──────── Data records ────────

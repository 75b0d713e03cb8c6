//! Scene stack: the top scene is the one updated and drawn

use crate::scene::Scene;
use kindle_core::Result;
use kindle_render::Canvas;

/// A stack of scenes. Pushing overlays a scene (e.g. a pause menu) and
/// popping returns to the one below.
pub struct SceneStack<C: Canvas + ?Sized> {
    scenes: Vec<Scene<C>>,
}

impl<C: Canvas + ?Sized> Default for SceneStack<C> {
    fn default() -> Self {
        Self { scenes: Vec::new() }
    }
}

impl<C: Canvas + ?Sized> SceneStack<C> {
    pub fn new() -> Self {
        Self::default()
    }

    pub fn push(&mut self, scene: Scene<C>) {
        self.scenes.push(scene);
        log::debug!("Scene pushed ({} on stack)", self.scenes.len());
    }

    /// Remove and return the top scene. `None` when the stack is empty.
    pub fn pop(&mut self) -> Option<Scene<C>> {
        let scene = self.scenes.pop();
        if scene.is_some() {
            log::debug!("Scene popped ({} on stack)", self.scenes.len());
        }
        scene
    }

    /// Drop every scene, top first, then push `scene`
    pub fn change(&mut self, scene: Scene<C>) {
        while self.scenes.pop().is_some() {}
        self.push(scene);
    }

    pub fn current(&self) -> Option<&Scene<C>> {
        self.scenes.last()
    }

    pub fn current_mut(&mut self) -> Option<&mut Scene<C>> {
        self.scenes.last_mut()
    }

    pub fn len(&self) -> usize {
        self.scenes.len()
    }

    pub fn is_empty(&self) -> bool {
        self.scenes.is_empty()
    }

    /// Update the current scene. No-op when empty.
    pub fn update(&mut self, delta: f32) -> Result<()> {
        match self.scenes.last_mut() {
            Some(scene) => scene.update(delta),
            None => Ok(()),
        }
    }

    /// Draw the current scene. No-op when empty.
    pub fn draw(&mut self, canvas: &mut C, delta: f32) -> Result<()> {
        match self.scenes.last_mut() {
            Some(scene) => scene.draw(canvas, delta),
            None => Ok(()),
        }
    }
}
//! Kindle Scene - ECS scenes and the scene stack
//!
//! - `Scene` - a hecs world, a camera, and update/draw/gui schedules
//! - `SceneStack` - push/pop/change; only the top scene runs
//! - `System` / `DrawSystem` - per-pass system traits, implemented by closures

mod scene;
mod stack;
mod system;

pub use scene::Scene;
pub use stack::SceneStack;
pub use system::{DrawSchedule, DrawSystem, Schedule, System};

pub use hecs;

────────

Problem to solve — After locating the line holding "use crate::scene::Scene;" above, output exactly that line and every line after it through the line holding "self.scenes.push(scene);". Include nothing else.

Exercise output —
use crate::scene::Scene;
use kindle_core::Result;
use kindle_render::Canvas;

/// A stack of scenes. Pushing overlays a scene (e.g. a pause menu) and
/// popping returns to the one below.
pub struct SceneStack<C: Canvas + ?Sized> {
    scenes: Vec<Scene<C>>,
}

impl<C: Canvas + ?Sized> Default for SceneStack<C> {
    fn default() -> Self {
        Self { scenes: Vec::new() }
    }
}

impl<C: Canvas + ?Sized> SceneStack<C> {
    pub fn new() -> Self {
        Self::default()
    }

    pub fn push(&mut self, scene: Scene<C>) {
        self.scenes.push(scene);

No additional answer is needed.